§ **WHAT TO PRODUCE**
Please quote exactly the opening lines of the data, from the first line to the one where "let (session, created)" appears.

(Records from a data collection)

BEGIN

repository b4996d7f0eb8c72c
mod auth;
mod error_handler;
mod session;

pub use auth::{AuthUser, require_admin, require_faculty_or_admin};
pub use error_handler::log_errors;
pub use session::session_middleware;
//! Session middleware: every request passing through here gets a session
//! context, creating an anonymous record (and cookie) when none exists.

use axum::extract::{Request, State};
use axum::middleware::Next;
use axum::response::{IntoResponse, Response};
use axum_extra::extract::cookie::{Cookie, CookieJar, SameSite};

use crate::error::AppError;
use crate::AppState;

pub const SESSION_COOKIE: &str = "sessionId";

pub async fn session_middleware(
    State(state): State<AppState>,
    jar: CookieJar,
    mut request: Request,
    next: Next,
) -> Result<Response, AppError> {
    let existing = jar.get(SESSION_COOKIE).map(|c| c.value().to_string());

    // A store failure here fails the whole request; nothing runs without a
    // session context.
    let (session, created) = state.sessions.load_or_create(existing.as_deref()).await?;
    let session_id = session.id.clone();

    request.extensions_mut().insert(session);
    let response = next.run(request).await;

    if created {
        let jar = jar.add(session_cookie(&session_id, state.config.production));
        Ok((jar, response).into_response())
    } else {
        Ok(response)
    }
}

fn session_cookie(id: &str, production: bool) -> Cookie<'static> {
    Cookie::build((SESSION_COOKIE, id.to_owned()))
        .path("/")
        .http_only(true)
        .max_age(time::Duration::days(30))
        .same_site(SameSite::Strict)
        .secure(production)
        .build()
}

#[cfg(test)]
mod tests {
    use super::*;

    #[test]
    fn cookie_carries_session_hardening_flags() {
        let cookie = session_cookie("abc", false);
        assert_eq!(cookie.name(), SESSION_COOKIE);
        assert_eq!(cookie.value(), "abc");
        assert_eq!(cookie.http_only(), Some(true));
        assert_eq!(cookie.same_site(), Some(SameSite::Strict));
        assert_eq!(cookie.max_age(), Some(time::Duration::days(30)));
        assert_eq!(cookie.secure(), Some(false));
    }

    #[test]
    fn cookie_is_secure_in_production() {
        let cookie = session_cookie("abc", true);
        assert_eq!(cookie.secure(), Some(true));
    }
}
use serde::Serialize;

#[derive(Debug, Serialize)]
#[serde(rename_all = "camelCase")]
pub struct AnonymousTokenResponse {
    pub anonymous_token: String,
}
//! Netaxept payment gateway integration.
//!
//! Registers payments with the Netaxept processor and applies `AUTH`,
//! `SALE`, `CAPTURE`, `CREDIT` and `ANNUL` operations to them, keeping a
//! persisted record of every attempt and its outcome.

pub mod application;
pub mod config;
pub mod domain;
pub mod error;
pub mod infrastructure;
pub mod interfaces;
pub mod operation_writer;
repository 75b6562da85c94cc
//! Adapters between the outside world and the application layer.

pub mod csv;
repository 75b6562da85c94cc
use crate::error::{Fault, GatewayError};
use serde::{Deserialize, Serialize};

/// Result of the remote call as recorded on a payment or an operation.
///
/// A successful call leaves every diagnostic field empty.
#[derive(Debug, Clone, Default, PartialEq, Eq, Serialize, Deserialize)]
pub struct Outcome {
    pub success: bool,
    pub response_source: Option<String>,
    pub response_code: Option<String>,
    pub response_text: Option<String>,
    pub message: Option<String>,
}

impl Outcome {
    pub fn succeeded() -> Self {
        Self {
            success: true,
            ..Self::default()
        }
    }

    pub fn failed(error: &GatewayError) -> Self {
        match error {
            GatewayError::Fault(Fault::Structured {
                code,
                source,
                text,
                message,
            }) => Self {
                success: false,
                response_source: Some(source.clone()),
                response_code: Some(code.clone()),
                response_text: Some(text.clone()),
                message: Some(message.clone()),
            },
            GatewayError::Fault(Fault::Opaque { message }) | GatewayError::Transport(message) => {
                Self {
                    success: false,
                    response_text: Some(message.clone()),
                    ..Self::default()
                }
            }
        }
    }

    /// Records the result of a gateway call without consuming it.
    pub fn record<T>(&mut self, result: &Result<T, GatewayError>) {
        *self = match result {
            Ok(_) => Self::succeeded(),
            Err(e) => Self::failed(e),
        };
    }
}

END

§ **EXPECTED ANSWER**
repository b4996d7f0eb8c72c
mod auth;
mod error_handler;
mod session;

pub use auth::{AuthUser, require_admin, require_faculty_or_admin};
pub use error_handler::log_errors;
pub use session::session_middleware;
//! Session middleware: every request passing through here gets a session
//! context, creating an anonymous record (and cookie) when none exists.

use axum::extract::{Request, State};
use axum::middleware::Next;
use axum::response::{IntoResponse, Response};
use axum_extra::extract::cookie::{Cookie, CookieJar, SameSite};

use crate::error::AppError;
use crate::AppState;

pub const SESSION_COOKIE: &str = "sessionId";

pub async fn session_middleware(
    State(state): State<AppState>,
    jar: CookieJar,
    mut request: Request,
    next: Next,
) -> Result<Response, AppError> {
    let existing = jar.get(SESSION_COOKIE).map(|c| c.value().to_string());

    // A store failure here fails the whole request; nothing runs without a
    // session context.
    let (session, created) = state.sessions.load_or_create(existing.as_deref()).await?;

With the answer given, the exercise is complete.